At least Illinois will always have the cheeseburger…

While the hamburger sandwich as we know it today, a ground beef patty served on bread or a bun, may have been invented in a small town diner in Texas (views vary; strongly), it’s pretty much a sure thing that the cheeseburger was invented right here in Illinois.

When Kendall County’s first pioneer farmers arrived, they found a land of almost inconceivable richness where opportunity seemed limitless. The problem was, that while the Fox Valley’s rich, deep topsoil grew extremely bountiful crops, it was difficult to get all that grain, livestock, and other farm produce to a market where someone would pay for it.

Grain was expensive to ship overland due to the region’s truly awful road system. Until well after the Civil War, most rural roads (and most of them in small towns, too) were little more than dirt tracks across the prairie that turned into bottomless quagmires after every rain and following the spring melt of every winter’s snow.

1860-hog-drive

Until better roads were available, the easiest way to get hogs and cattle to the Chicago market was to drive them there overland.

But grain can be turned into many other useful things, such as cows, horses, hogs, and sheep. Livestock, unlike a bushel of grain, can walk to market all by itself, so until sufficient rail service was available, cattle and hog drives were not uncommon sights as the Fox Valley’s livestock farmers got their animals to the Chicago or Joliet market.

Grain can not only feed cattle destined to be turned into steaks and roasts, of course, but can also be turned into milk, and the products derived from it.

Before the Ottawa, Oswego, and Fox River Valley Rail Road was pushed northeast from Streator to Geneva in 1870, dairying in Kendall County was important, but the county’s relative distance from larger markets meant problems in getting raw milk to market. When the new rail line opened, that helped ease some of the problems getting milk to market, but trains ran on tight schedules that didn’t necessarily match the needs of dairy farmers. And the line was still distant from many farmers, meaning that trips over the terrible roads of the era still meant large investments in time and labor.

oswego-chesse-and-butter-factory

W.H. McConnell’s Oswego Cheese and Butter Factory opened in the spring of 1877. One of its first major contracts for butter and cream was with Chicago’s Grand Pacific Hotel.

And that’s when America’s entrepreneurial spirit kicked in. If it was proving too difficult to get milk to markets in larger towns, why not create milk-processing factories nearer to the farms that were producing it?

One of the first to fill this need was W.H. McConnell. In 1870, a brewery had been built between the East River Road (now Ill. Route 25) and the new railroad right-of-way just north of Oswego’s village limits and atop a strong natural spring. Despite the area’s large German population, however, the brewery was a bust.
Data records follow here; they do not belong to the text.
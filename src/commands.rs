//! Request handlers that only touch configuration state.
//!
//! Wallpaper changes and timer control live in [`crate::daemon`].

use crate::error::{Error, Result};
use crate::night::ClockTime;
use crate::protocol::{NotifyLevel, Request, Response};
use crate::state::StateManager;

pub fn execute(state: &mut StateManager, request: Request) -> Result<Response> {
    let response = match request {
        Request::GetSettings { kind } => Response::Data(state.settings_json(kind)?),
        Request::SaveAppSettings { settings } => {
            state.save_app_settings(settings)?;
            Response::OkMsg("Settings saved successfully".into())
        }
        Request::ResetAppSettings => Response::data(&state.reset_app_settings()?),

        Request::QueueShow => Response::data(&state.runtime().current_queue),
        Request::QueueAdd { path } => {
            state.add_to_queue(&path)?;
            Response::Ok
        }
        Request::QueueRemove { path } => {
            state.remove_from_queue(&path)?;
            Response::Ok
        }
        Request::QueuePurge { path } => {
            let removed = state.purge_from_queue(&path)?;
            Response::OkMsg(format!("removed {removed} queued entr{}", if removed == 1 { "y" } else { "ies" }))
        }
        Request::QueueClear => {
            state.clear_queue()?;
            Response::Ok
        }
        Request::FillQueue => {
            let len = state.fill_queue(ClockTime::now())?;
            Response::OkMsg(format!("queued {len} wallpaper(s)"))
        }
        Request::FillQueueOne => Response::data(&state.fill_queue_one(ClockTime::now())?),

        Request::ListAlbums => Response::data(state.albums()),
        Request::GetAlbum { name } => Response::data(state.album(name.as_deref())?),
        Request::AddAlbum { album } => {
            state.add_album(album)?;
            Response::OkMsg("Album added successfully".into())
        }
        Request::UpdateAlbum { old_name, album } => {
            state.update_album(&old_name, album)?;
            Response::OkMsg("Album updated successfully".into())
        }
        Request::DeleteAlbum { name } => {
            state.delete_album(&name)?;
            Response::OkMsg("Album deleted successfully".into())
        }
        Request::SyncAlbum { name } => Response::data(&state.sync_album(&name)?),
        Request::SyncAllAlbums => Response::data(&state.sync_all()?),

        Request::ActivateImage { album, path } => {
            state.activate_image(&album, &path)?;
            Response::Ok
        }
        Request::DeactivateImage { album, path } => {
            state.deactivate_image(&album, &path)?;
            Response::Ok
        }
        Request::DeleteImage { album, path, list } => {
            state.delete_image(&album, &path, list)?;
            Response::OkMsg("Image deleted successfully".into())
        }
        Request::DeleteAllImages { album } => {
            state.delete_all_images(&album)?;
            Response::OkMsg("All images removed from the album".into())
        }
        Request::AddImages { album, paths } => Response::data(&state.add_images(&album, &paths)?),

        Request::SetCurrentAlbums { names } => {
            state.set_current_albums(names)?;
            Response::Ok
        }
        Request::ToggleActiveAlbum { name } => Response::data(&state.toggle_active_album(&name)?),
        Request::ToggleNightModeAlbum { name } => {
            Response::data(&state.toggle_night_mode_album(&name)?)
        }
        Request::SetRandom { enabled } => {
            state.set_random(enabled)?;
            Response::Ok
        }
        Request::SetShuffleInterval { minutes } => {
            state.set_shuffle_interval(minutes)?;
            Response::Ok
        }
        Request::SetNightMode { enabled } => {
            state.set_night_mode(enabled)?;
            Response::Ok
        }
        Request::SetNightModeStart { time } => {
            state.set_night_mode_start(&time)?;
            Response::Ok
        }
        Request::SetNightModeEnd { time } => {
            state.set_night_mode_end(&time)?;
            Response::Ok
        }

        Request::Notify { level, message } => {
            match level {
                NotifyLevel::Info => log::info!("{}", message),
                NotifyLevel::Warning => log::warn!("{}", message),
                NotifyLevel::Error => log::error!("{}", message),
            }
            Response::Ok
        }
        Request::Version => Response::OkMsg(env!("CARGO_PKG_VERSION").to_string()),

        Request::ChangeWallpaper
        | Request::TimerStart
        | Request::TimerPause
        | Request::TimerStop
        | Request::TimerReset
        | Request::TimerStatus => return Err(Error::DaemonUnavailable),
    };
    Ok(response)
}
But McConnell figured it would make the perfect location for a creamery, a factory to turn raw milk into butter, cheese, and other related products. It was adjacent to the railroad line, so getting his plant’s products to market would be easy.

The brewery’s access to a cold, clear fresh water spring offered natural cooling for safe storage of the newly produced cheese and butter, but just to help Mother Nature out a bit, Esch Brothers & Rabe built an ice harvesting and storage facility about a half mile north of the creamery site in 1874.
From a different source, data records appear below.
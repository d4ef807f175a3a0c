//! Countdown between wallpaper changes.

use serde::{Deserialize, Serialize};

#[derive(Debug, Clone, Copy, PartialEq, Eq, Default, Serialize, Deserialize)]
#[serde(rename_all = "lowercase")]
pub enum TimerState {
    #[default]
    Stopped,
    Running,
}

#[derive(Debug, Clone, Copy, PartialEq, Eq)]
pub enum Tick {
    /// The timer is not running.
    Idle,
    Remaining(u64),
    /// Countdown hit zero and has been re-armed to the full interval.
    Expired,
}

/// Driven once per second by the daemon.
#[derive(Debug, Clone, Default, PartialEq, Eq, Serialize, Deserialize)]
pub struct RotationTimer {
    state: TimerState,
    remaining: u64,
}

impl RotationTimer {
    pub fn new() -> Self {
        Self::default()
    }

    pub fn state(&self) -> TimerState {
        self.state
    }

    pub fn is_running(&self) -> bool {
        self.state == TimerState::Running
    }

    pub fn remaining(&self) -> u64 {
        self.remaining
    }

    /// Returns false if the timer was already running.
    pub fn start(&mut self, interval_secs: u64) -> bool {
        if self.is_running() {
            return false;
        }
        if self.remaining == 0 {
            self.remaining = interval_secs;
        }
        self.state = TimerState::Running;
        true
    }

    pub fn tick(&mut self, interval_secs: u64) -> Tick {
        if !self.is_running() {
            return Tick::Idle;
        }
        self.remaining = self.remaining.saturating_sub(1);
        if self.remaining == 0 {
            self.remaining = interval_secs;
            Tick::Expired
        } else {
            Tick::Remaining(self.remaining)
        }
    }

    /// Keeps the remaining time for a later `start`.
    pub fn pause(&mut self) {
        self.state = TimerState::Stopped;
    }

    pub fn stop(&mut self, interval_secs: u64) {
        self.state = TimerState::Stopped;
        self.remaining = interval_secs;
    }

    pub fn reset(&mut self, interval_secs: u64) {
        self.remaining = interval_secs;
    }
}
So W.H. McConnell & Company opened for business early in 1877. Within months, the changeover from beer to butter was complete. By March 1, 1877, the Kendall County Record’s Oswego correspondent could report that “W.H. McConnell & Co. are doing an excellent business for a new business at the Oswego Cheese and Butter Factory (the old brewery), and have stopped, in a measure, the shipment of milk to Chicago by the farmers in that vicinity. Mr. G. Roe takes his milk to that factory and many others are preparing to do so. The firm means business, and dairymen should give them a try.”
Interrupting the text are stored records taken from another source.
impl StateManager {
    pub fn load(store: Box<dyn ConfigStore>) -> Result<Self> {
        let albums: AlbumStore = config::load(store.as_ref(), ConfigKind::Album)?;
        let runtime: RuntimeSettings = config::load(store.as_ref(), ConfigKind::Runtime)?;
        let app: AppSettings = config::load(store.as_ref(), ConfigKind::App)?;
        log::info!(
            "loaded {} album(s), {} queued wallpaper(s)",
            albums.len(),
            runtime.current_queue.len()
        );

        Ok(Self {
            albums,
            runtime,
            app,
            store,
            rng: StdRng::from_entropy(),
        })
    }

    #[cfg(test)]
    pub(crate) fn with_seed(mut self, seed: u64) -> Self {
        self.rng = StdRng::seed_from_u64(seed);
        self
    }

    fn persist(&self, kind: ConfigKind) -> Result<()> {
        let store = self.store.as_ref();
        let result = match kind {
            ConfigKind::Album => config::save(store, kind, &self.albums),
            ConfigKind::Runtime => config::save(store, kind, &self.runtime),
            ConfigKind::App => config::save(store, kind, &self.app),
        };
        if let Err(e) = &result {
            log::error!("{}", e);
        }
        result
    }

    /// Saves every kind even if an earlier one fails; reports the first failure.
    fn persist_all(&self, kinds: &[ConfigKind]) -> Result<()> {
        kinds
            .iter()
            .map(|kind| self.persist(*kind))
            .fold(Ok(()), |acc, res| acc.and(res))
    }

    pub fn save_runtime(&self) -> Result<()> {
        self.persist(ConfigKind::Runtime)
    }

    pub fn albums(&self) -> &AlbumStore {
        &self.albums
    }

    pub fn runtime(&self) -> &RuntimeSettings {
        &self.runtime
    }

    pub fn app(&self) -> &AppSettings {
        &self.app
    }

    pub fn settings_json(&self, kind: ConfigKind) -> Result<serde_json::Value> {
        let value = match kind {
            ConfigKind::Album => serde_json::to_value(&self.albums),
            ConfigKind::Runtime => serde_json::to_value(&self.runtime),
            ConfigKind::App => serde_json::to_value(&self.app),
        };
        value.map_err(|e| Error::config_io(kind, e))
    }

    pub fn shuffle_interval_secs(&self) -> u64 {
        self.runtime.shuffle_interval_secs()
    }

    // ---- app settings ----

    pub fn save_app_settings(&mut self, settings: AppSettings) -> Result<()> {
        if settings.auto_rescan && settings.rescan_interval == 0 {
            return Err(Error::InvalidConfiguration(
                "rescan interval must be at least one hour".into(),
            ));
        }
        self.app = settings;
        self.persist(ConfigKind::App)?;
        log::info!("app settings saved");
        Ok(())
    }

    pub fn reset_app_settings(&mut self) -> Result<AppSettings> {
        self.app = AppSettings::default();
        self.persist(ConfigKind::App)?;
        log::info!("app settings reset to defaults");
        Ok(self.app.clone())
    }

    // ---- queue ----

    pub fn add_to_queue(&mut self, path: &str) -> Result<()> {
        self.runtime
            .current_queue
            .push_back(scan::normalize_path(path));
        self.persist(ConfigKind::Runtime)
    }

    /// Removes the first occurrence of `path`.
    pub fn remove_from_queue(&mut self, path: &str) -> Result<()> {
        let path = scan::normalize_path(path);
        let queue = &mut self.runtime.current_queue;
        let pos = queue
            .iter()
            .position(|p| *p == path)
            .ok_or(Error::QueueItemNotFound(path))?;
        queue.remove(pos);
        self.persist(ConfigKind::Runtime)
    }

    /// Removes every occurrence of `path`, returning how many were dropped.
    pub fn purge_from_queue(&mut self, path: &str) -> Result<usize> {
        let path = scan::normalize_path(path);
        let before = self.runtime.current_queue.len();
        self.runtime.current_queue.retain(|p| *p != path);
        let removed = before - self.runtime.current_queue.len();
        self.persist(ConfigKind::Runtime)?;
        Ok(removed)
    }

    pub fn clear_queue(&mut self) -> Result<()> {
        self.runtime.current_queue.clear();
        self.persist(ConfigKind::Runtime)
    }

    pub fn pop_queue_head(&mut self) -> Result<String> {
        let head = self
            .runtime
            .current_queue
            .pop_front()
            .ok_or(Error::EmptyQueue)?;
        self.persist(ConfigKind::Runtime)?;
        Ok(head)
    }

    // ---- albums ----

    pub fn album(&self, name: Option<&str>) -> Result<&Album> {
        match name {
            Some(name) => self.albums.get(name),
            None => {
                let first = self
                    .runtime
                    .current_album
                    .first()
                    .ok_or_else(|| Error::InvalidConfiguration("no album is selected".into()))?;
                self.albums.get(first)
            }
        }
    }

    pub fn add_album(&mut self, mut album: Album) -> Result<()> {
        album.base_folder = scan::normalize_path(&album.base_folder);
        album.merge_scanned(Vec::new());
        let name = album.name.clone();
        self.albums.add(album)?;
        self.persist(ConfigKind::Album)?;
        log::info!("album added: {}", name);
        Ok(())
    }

    /// Replaces an album, carrying a rename into both album selections.
    pub fn update_album(&mut self, old_name: &str, mut album: Album) -> Result<()> {
        album.base_folder = scan::normalize_path(&album.base_folder);
        album.merge_scanned(Vec::new());
        let new_name = album.name.clone();
        self.albums.update(old_name, album)?;

        if new_name == old_name {
            return self.persist(ConfigKind::Album);
        }
        for selection in [
            &mut self.runtime.current_album,
            &mut self.runtime.current_night_mode_album,
        ] {
            for name in selection.iter_mut().filter(|n| n.as_str() == old_name) {
                *name = new_name.clone();
            }
        }
        log::info!("album renamed: {} -> {}", old_name, new_name);
        self.persist_all(&[ConfigKind::Album, ConfigKind::Runtime])
    }

    /// Deletes an album and drops it from both album selections.
    pub fn delete_album(&mut self, name: &str) -> Result<()> {
        self.albums.remove(name)?;
        self.runtime.current_album.retain(|n| n != name);
        self.runtime.current_night_mode_album.retain(|n| n != name);
        log::info!("album deleted: {}", name);
        self.persist_all(&[ConfigKind::Album, ConfigKind::Runtime])
    }

    pub fn activate_image(&mut self, album: &str, path: &str) -> Result<()> {
        self.albums.get_mut(album)?.activate(path)?;
        self.persist(ConfigKind::Album)
    }

    pub fn deactivate_image(&mut self, album: &str, path: &str) -> Result<()> {
        self.albums.get_mut(album)?.deactivate(path)?;
        self.persist(ConfigKind::Album)
    }

    pub fn delete_image(&mut self, album: &str, path: &str, list: ImageList) -> Result<()> {
        self.albums.get_mut(album)?.remove_image(path, list)?;
        self.persist(ConfigKind::Album)
    }

    pub fn delete_all_images(&mut self, album: &str) -> Result<()> {
        self.albums.get_mut(album)?.clear_images();
        self.persist(ConfigKind::Album)
    }

    pub fn add_images(&mut self, album: &str, paths: &[String]) -> Result<Vec<String>> {
        let added = self.albums.get_mut(album)?.add_images(paths);
        self.persist(ConfigKind::Album)?;
        log::info!("added {} image(s) to {}", added.len(), album);
        Ok(added)
    }

    /// Describes the folder walk for one album without touching the filesystem.
    pub fn scan_job(&self, name: &str) -> Result<ScanJob> {
        let album = self.albums.get(name)?;
        if album.base_folder.trim().is_empty() {
            return Err(Error::InvalidConfiguration(format!(
                "album {name} has no base folder"
            )));
        }
        Ok(ScanJob {
            album: album.name.clone(),
            folder: PathBuf::from(&album.base_folder),
            recursive: self.app.scan_subfolders,
        })
    }

    /// Walks for every album that has a base folder.
    pub fn scan_jobs(&self) -> Vec<ScanJob> {
        self.albums
            .iter()
            .filter_map(|album| match self.scan_job(&album.name) {
                Ok(job) => Some(job),
                Err(_) => {
                    log::debug!("skipping rescan of {}: no base folder", album.name);
                    None
                }
            })
            .collect()
    }

    fn merge_scan(&mut self, name: &str, found: Vec<String>) -> Result<SyncReport> {
        let album = self.albums.get_mut(name)?;
        let added = album.merge_scanned(found);
        Ok(SyncReport {
            album: album.name.clone(),
            added,
            active: album.active_wp.len(),
            inactive: album.inactive_wp.len(),
        })
    }

    /// Merges the result of one album's walk and saves.
    pub fn finish_sync(&mut self, name: &str, found: Vec<String>) -> Result<SyncReport> {
        let report = self.merge_scan(name, found)?;
        self.persist(ConfigKind::Album)?;
        log::info!(
            "album synced: {} (+{}, {} active)",
            report.album,
            report.added,
            report.active
        );
        Ok(report)
    }

    /// Merges the results of a multi-album walk, saving once at the end.
    /// Albums whose walk failed, or that vanished meanwhile, are logged and skipped.
    pub fn finish_rescan(&mut self, results: Vec<ScanResult>) -> Result<Vec<SyncReport>> {
        let mut reports = Vec::new();
        for (name, found) in results {
            match found.and_then(|found| self.merge_scan(&name, found)) {
                Ok(report) => reports.push(report),
                Err(e) => log::error!("failed to sync {}: {}", name, e),
            }
        }
        self.persist(ConfigKind::Album)?;
        log::info!("rescanned {} album(s)", reports.len());
        Ok(reports)
    }

    /// Rescans the album's base folder for new images.
    pub fn sync_album(&mut self, name: &str) -> Result<SyncReport> {
        let found = self.scan_job(name)?.run()?;
        self.finish_sync(name, found)
    }

    /// Syncs every album that has a base folder.
    pub fn sync_all(&mut self) -> Result<Vec<SyncReport>> {
        let results = ScanJob::run_all(self.scan_jobs());
        self.finish_rescan(results)
    }

    // ---- runtime settings ----

    pub fn set_current_albums(&mut self, names: Vec<String>) -> Result<()> {
        let mut selection: Vec<String> = Vec::with_capacity(names.len());
        for name in names {
            self.albums.get(&name)?;
            if !selection.contains(&name) {
                selection.push(name);
            }
        }
        self.runtime.current_album = selection;
        self.persist(ConfigKind::Runtime)
    }

    fn toggle(selection: &mut Vec<String>, albums: &AlbumStore, name: &str) -> Result<bool> {
        if selection.iter().any(|n| n == name) {
            selection.retain(|n| n != name);
            Ok(false)
        } else {
            albums.get(name)?;
            selection.push(name.to_string());
            Ok(true)
        }
    }

    /// Flips `name` in the normal selection. Returns whether it is now selected.
    pub fn toggle_active_album(&mut self, name: &str) -> Result<bool> {
        let selected = Self::toggle(&mut self.runtime.current_album, &self.albums, name)?;
        self.persist(ConfigKind::Runtime)?;
        Ok(selected)
    }

    pub fn toggle_night_mode_album(&mut self, name: &str) -> Result<bool> {
        let selected =
            Self::toggle(&mut self.runtime.current_night_mode_album, &self.albums, name)?;
        self.persist(ConfigKind::Runtime)?;
        Ok(selected)
    }

    pub fn set_random(&mut self, random: bool) -> Result<()> {
        self.runtime.current_random = random;
        self.persist(ConfigKind::Runtime)
    }

    pub fn set_shuffle_interval(&mut self, minutes: u64) -> Result<()> {
        if minutes == 0 {
            return Err(Error::InvalidConfiguration(
                "shuffle interval must be at least one minute".into(),
            ));
        }
        self.runtime.current_shuffle_interval = minutes;
        self.persist(ConfigKind::Runtime)
    }

    pub fn set_night_mode(&mut self, enabled: bool) -> Result<()> {
        self.runtime.current_night_mode = enabled;
        self.persist(ConfigKind::Runtime)
    }

    pub fn set_night_mode_start(&mut self, time: &str) -> Result<()> {
        let time: ClockTime = time.parse()?;
        self.runtime.current_night_mode_start = time.to_string();
        self.persist(ConfigKind::Runtime)
    }

    pub fn set_night_mode_end(&mut self, time: &str) -> Result<()> {
        let time: ClockTime = time.parse()?;
        self.runtime.current_night_mode_end = time.to_string();
        self.persist(ConfigKind::Runtime)
    }

    // ---- rotation ----

    pub fn night_active(&self, now: ClockTime) -> bool {
        if !self.runtime.current_night_mode {
            return false;
        }
        match night::is_night_now(
            now,
            &self.runtime.current_night_mode_start,
            &self.runtime.current_night_mode_end,
        ) {
            Ok(night) => night,
            Err(e) => {
                log::warn!("night mode ignored: {}", e);
                false
            }
        }
    }

    pub fn current_pool(&self, now: ClockTime) -> Vec<String> {
        pool::build_pool(&self.albums, &self.runtime, self.night_active(now))
    }

    /// Replaces the queue with a fresh bulk draw. An empty pool leaves the
    /// queue empty and reports `EmptyPool`.
    pub fn fill_queue(&mut self, now: ClockTime) -> Result<usize> {
        let pool = self.current_pool(now);
        let drawn = queue::fill(&pool, &mut self.rng);
        self.runtime.current_queue = drawn.into();
        self.persist(ConfigKind::Runtime)?;

        if self.runtime.current_queue.is_empty() {
            return Err(Error::EmptyPool);
        }
        log::debug!("queue filled with {} wallpaper(s)", self.runtime.current_queue.len());
        Ok(self.runtime.current_queue.len())
    }

    /// Appends one draw to the end of the queue and returns it.
    pub fn fill_queue_one(&mut self, now: ClockTime) -> Result<String> {
        let pool = self.current_pool(now);
        let drawn = queue::draw_one(&pool, &mut self.rng).ok_or(Error::EmptyPool)?;
        self.runtime.current_queue.push_back(drawn.clone());
        self.persist(ConfigKind::Runtime)?;
        Ok(drawn)
    }
}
1873-grand-pacific-hotel-chicagoBy May 9, 1878, the Record’s Oswego correspondent reported that Oswego’s creamery had gotten the contract to supply a major Chicago hotel: “The creamery is now producing 2,600 pounds of butter per week and is furnishing the Grand Pacific Hotel 20 gallons of cream daily.”

The Grand Pacific Hotel was a big deal, in more ways than one. Destroyed by the Great Chicago Fire, it was rebuilt and reopened in 1873, covering the entire block bounded by Clark, LaSalle, Quincy, and Jackson streets. That McConnell was able to get the butter and cream contract was a real coup.

1904 NaAuSay Creamery.jpg

NaAuSay Township’s cooperative creamery was located a good distance from any town, and served dozens of area dairy farmers.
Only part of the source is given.